Research article
Open Access

Medical Students’ attitude to the teaching of Medical Humanities

Alan Schamroth[1], Joel Schamroth[2]

Institution: 1. University College London Medical School, 2. North Middlesex University Hospital
Corresponding Author: Dr Alan Schamroth ([email protected])
Categories: Educational Theory, Students/Trainees, Teaching and Learning
Published Date: 19/04/2018

Abstract

The teaching of medical humanities to medical students has internationally been regarded as valuable in contributing to a well-rounded medical education. Nevertheless, however valuable one believes the teaching of the medical humanities to be, unless the students perceive the teaching to be useful, relevant, important & interesting, it is unlikely that they will derive maximum clinical benefit from the experience. In this small study, 18 randomly selected first clinical year University College London Medical School students were exposed to humanities teaching during the afternoon session of their 9 days of the year spent in the community attached to a General Practitioners clinic. At the end of the year their views & impression of the teaching of poetry, philosophy of science, biomedical ethics, medical history, museum/art gallery visits & film was obtained. Overall, the students were very positive about their experience & rated all programme components very highly. 

Keywords: medical humanities; medical ethics; history of medicine

Introduction

Teaching the humanities to medical students has been justified as a means of explaining scientific endeavour (Baum, 2016) and historical perspective (Kuhn, 1970), developing ethical awareness (Arawi, 2010; Russell, Searight & Allmayer, 2014), facilitating personal growth, expanding empathy, self-awareness and sensitivity (Wolters & Wijnen-Meijer, 2012) and helping students to live with ambivalence & uncertainty (Klugman, Peel & Beckmann-Mendez, 2011). Art appreciation training has been shown to increase observational & communication skills (Shapiro, Rucker & Beck, 2006), art ‘practice’ to improve hand-eye coordination and emotional awareness (Potash, Chen, Lam C et al, 2014) and creative writing to improve narrative competence. Above all, teaching the humanities to medical students has been justified as a counter to the relentless reductionism of medicine. But whatever the intrinsic merit & value of teaching the humanities, unless the students appreciate the experience they are unlikely to obtain the maximum educational potential from it, however well-intentioned. The aim of this study was to evaluate the attitude & perceptions of first clinical year medical students as an important gauge to the acceptability of this humanities programme. 

Educational Initiative

A non-selected group of 18 medical students starting their 1st clinical year in Sept 2016 at University College London Medical School were exposed during the “Medicine in the Community” programme (where students spend one day per month attached to a general practitioner clinic) to afternoon sessions of poetry, history of medicine, ethics & film, philosophy of science and visits to museums and art galleries. To ensure these 18 students did not miss out on any clinical experience compared to their peers they had an intense and concentrated morning session covering the core clinical curriculum (history & examination skills training and clinical tutorials). 

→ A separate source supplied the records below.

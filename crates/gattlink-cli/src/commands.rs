//! Command handlers for the gattlink CLI

use std::time::Duration;

use tokio::time::{self, Instant};
use tracing::info;
use uuid::Uuid;

use gattlink_core::{LinkStatus, Phase, PowerStatus, StatusEvent};

use crate::app::GattlinkApp;
use crate::cli::{Cli, Commands};
use crate::error::{CliError, Result};

/// Command dispatcher for handling CLI commands
pub struct CommandDispatcher;

impl CommandDispatcher {
    /// Execute a CLI command, then stop the service
    pub async fn execute(cli: Cli, mut app: GattlinkApp) -> Result<()> {
        let result = match cli.command {
            Commands::Status => Self::handle_status_command(&app).await,
            Commands::Forget => Self::handle_forget_command(&app).await,
            command => {
                let service = app.config().resolve_service(cli.service)?;
                Self::run_data_command(&mut app, service, command).await
            }
        };
        app.stop().await?;
        result
    }

    async fn run_data_command(app: &mut GattlinkApp, service: Uuid, command: Commands) -> Result<()> {
        match command {
            Commands::Attach { force_scan } => {
                let snapshot = app.attach(service, force_scan).await?;
                match &snapshot.peripheral {
                    Some(peripheral) => println!("Attached to {}", peripheral),
                    None => println!("Attached"),
                }
                Ok(())
            }
            Commands::Read { characteristic } => {
                app.attach(service, false).await?;
                app.service().read(service, characteristic)?;
                let event = app
                    .wait_for("the characteristic value", |event| {
                        matches!(event, StatusEvent::ValueChanged { characteristic: c, .. } if *c == characteristic)
                    })
                    .await?;
                println!("{}", describe(&event));
                Ok(())
            }
            Commands::Write {
                characteristic,
                data,
                ack,
            } => {
                let payload = parse_payload(&data)?;
                app.attach(service, false).await?;
                app.service().write(service, characteristic, payload, ack)?;
                if ack {
                    let event = app
                        .wait_for("the write acknowledgement", |event| {
                            matches!(event, StatusEvent::WriteConfirmed { characteristic: c, .. } if *c == characteristic)
                        })
                        .await?;
                    if let StatusEvent::WriteConfirmed {
                        error: Some(error), ..
                    } = event
                    {
                        return Err(CliError::WriteFailed(error));
                    }
                    println!("Write acknowledged");
                } else {
                    app.drain().await?;
                    println!("Write sent");
                }
                Ok(())
            }
            Commands::Notify {
                characteristic,
                seconds,
            } => Self::handle_notify_command(app, service, characteristic, seconds).await,
            Commands::Rssi { count } => {
                app.attach(service, false).await?;
                for reading in 0..count {
                    if reading > 0 {
                        time::sleep(Duration::from_secs(1)).await;
                    }
                    app.service().read_rssi()?;
                    let event = app
                        .wait_for("an RSSI reading", |event| {
                            matches!(event, StatusEvent::RssiChanged(_))
                        })
                        .await?;
                    println!("{}", describe(&event));
                }
                Ok(())
            }
            Commands::Status | Commands::Forget => Ok(()),
        }
    }

    /// Subscribe, print values until the time is up or Ctrl+C, unsubscribe
    async fn handle_notify_command(
        app: &mut GattlinkApp,
        service: Uuid,
        characteristic: Uuid,
        seconds: u64,
    ) -> Result<()> {
        app.attach(service, false).await?;
        app.service().set_notify(service, characteristic, true)?;
        info!("Listening for {}s... Press Ctrl+C to stop", seconds);

        let until = Instant::now() + Duration::from_secs(seconds);
        loop {
            tokio::select! {
                event = app.status_until(until) => match event {
                    Some(event @ StatusEvent::ValueChanged { .. })
                    | Some(event @ StatusEvent::NotifyStateChanged { .. })
                    | Some(event @ StatusEvent::Link(_)) => println!("{}", describe(&event)),
                    Some(_) => {}
                    None => break,
                },
                _ = tokio::signal::ctrl_c() => break,
            }
        }

        app.service().set_notify(service, characteristic, false)?;
        app.drain().await
    }

    async fn handle_status_command(app: &GattlinkApp) -> Result<()> {
        let snapshot = app.service().snapshot().await?;
        println!("{}", serde_json::to_string_pretty(&snapshot)?);

        match app.remembered()? {
            Some(record) => println!(
                "Remembered peripheral {} for service {}",
                record.peripheral_id, record.service
            ),
            None => println!("No remembered peripheral"),
        }
        Ok(())
    }

    async fn handle_forget_command(app: &GattlinkApp) -> Result<()> {
        app.service().forget_peripheral()?;
        // Requests are handled in order, so the snapshot reply means the forget ran
        app.service().snapshot().await?;
        println!("Forgot the remembered peripheral");
        Ok(())
    }
}

/// Decode a hex payload, tolerating a `0x` prefix and separators
pub fn parse_payload(data: &str) -> Result<Vec<u8>> {
    let cleaned: String = data
        .trim()
        .trim_start_matches("0x")
        .chars()
        .filter(|c| !matches!(c, ' ' | ':' | '-' | '_'))
        .collect();
    Ok(hex::decode(cleaned)?)
}

/// One-line rendering of a status event
pub fn describe(event: &StatusEvent) -> String {
    match event {
        StatusEvent::Adapter(PowerStatus::OnLine) => "Adapter on".to_string(),
        StatusEvent::Adapter(PowerStatus::OffLine) => "Adapter off".to_string(),
        StatusEvent::Phase(phase) => format!("Phase: {}", phase_name(*phase)),
        StatusEvent::Link(LinkStatus::Connected { peripheral }) => {
            format!("Connected to {}", peripheral)
        }
        StatusEvent::Link(LinkStatus::Disconnected { peripheral, error }) => format!(
            "Disconnected from {}{}",
            peripheral.as_deref().unwrap_or("peripheral"),
            error
                .as_deref()
                .map(|e| format!(": {}", e))
                .unwrap_or_default()
        ),
        StatusEvent::WriteConfirmed {
            characteristic,
            error: None,
            ..
        } => format!("{} write acknowledged", characteristic),
        StatusEvent::WriteConfirmed {
            characteristic,
            error: Some(error),
            ..
        } => format!("{} write failed: {}", characteristic, error),
        StatusEvent::NotifyStateChanged {
            characteristic,
            enabled,
            ..
        } => format!(
            "{} notifications {}",
            characteristic,
            if *enabled { "on" } else { "off" }
        ),
        StatusEvent::ValueChanged {
            characteristic,
            value,
            ..
        } => format!("{} = {}", characteristic, hex::encode(value)),
        StatusEvent::RssiChanged(rssi) => format!("RSSI {} dBm", rssi),
    }
}

fn phase_name(phase: Phase) -> &'static str {
    match phase {
        Phase::Scanning => "scanning",
        Phase::Retrieving => "retrieving",
        Phase::Ready => "ready",
        Phase::ScanSucceeded => "scan succeeded",
        Phase::RetrieveSucceeded => "retrieve succeeded",
        Phase::ScanTimedOut => "scan timed out",
        Phase::ScanFailed => "scan failed",
        Phase::ConnectTimedOut => "connect timed out",
        Phase::OperationTimedOut => "operation timed out",
        Phase::OperationFailed => "operation failed",
    }
}

#[cfg(test)]
mod tests {
    use super::*;

    #[test]
    fn test_parse_payload_accepts_common_spellings() {
        assert_eq!(parse_payload("7e0404").unwrap(), vec![0x7e, 0x04, 0x04]);
        assert_eq!(parse_payload("0x7e:04:04").unwrap(), vec![0x7e, 0x04, 0x04]);
        assert_eq!(parse_payload(" 7E 04 ").unwrap(), vec![0x7e, 0x04]);
        assert!(matches!(
            parse_payload("7e0"),
            Err(CliError::HexDecoding(_))
        ));
    }

    #[test]
    fn test_describe_value_and_disconnect() {
        let value = StatusEvent::ValueChanged {
            service: Uuid::nil(),
            characteristic: Uuid::nil(),
            value: vec![0xde, 0xad],
        };
        assert_eq!(
            describe(&value),
            "00000000-0000-0000-0000-000000000000 = dead"
        );

        let dropped = StatusEvent::Link(LinkStatus::Disconnected {
            peripheral: None,
            error: Some("link lost".into()),
        });
        assert_eq!(describe(&dropped), "Disconnected from peripheral: link lost");
    }
}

The aim of this humanities programme was to provide a scientific, historical, ethical & cultural context to the students' medical education.

The poetry discussion was facilitated in groups of 6 with the students bringing their own choice of poems related to pre-arranged themes (the life cycle, relationships & illness). They were encouraged to visualise & feel the emotion of the poem and try and link it to hospital patients they had seen in the previous 4 weeks. 

The history of medicine was taught as a series of tutorials covering health in ancient hunter-gatherer societies, illness development with the agricultural revolution, health in the ancient world of Egypt, Greece & Rome, in medieval societies though to The Enlightenment and scientific revolution and finally to the modern medicine of today.

The visits to museums and galleries focussed on illustrating medical history, medical anthropology, and illustrations of illness. The museums visited included The British Museum, Wellcome Collection, Science Museum, National Gallery, Museum of the Royal College of Physicians, Hunterian Museum at Royal College of Surgeons, Museum of the Royal College of Obstetrics & Gynaecology, Museum of Apothecaries, Archives of the London School of Hygiene and Tropical Medicine, the Old Operating Theatre, St John’s, Alexander Fleming and Florence Nightingale Museum.

The ethics & law teaching were sessions focussed around films illustrating issues of autonomy, confidentiality, consent, truth-telling, resource allocation and justice. The students were encouraged to explore moral ambiguity and learn approaches to tolerating uncertainty.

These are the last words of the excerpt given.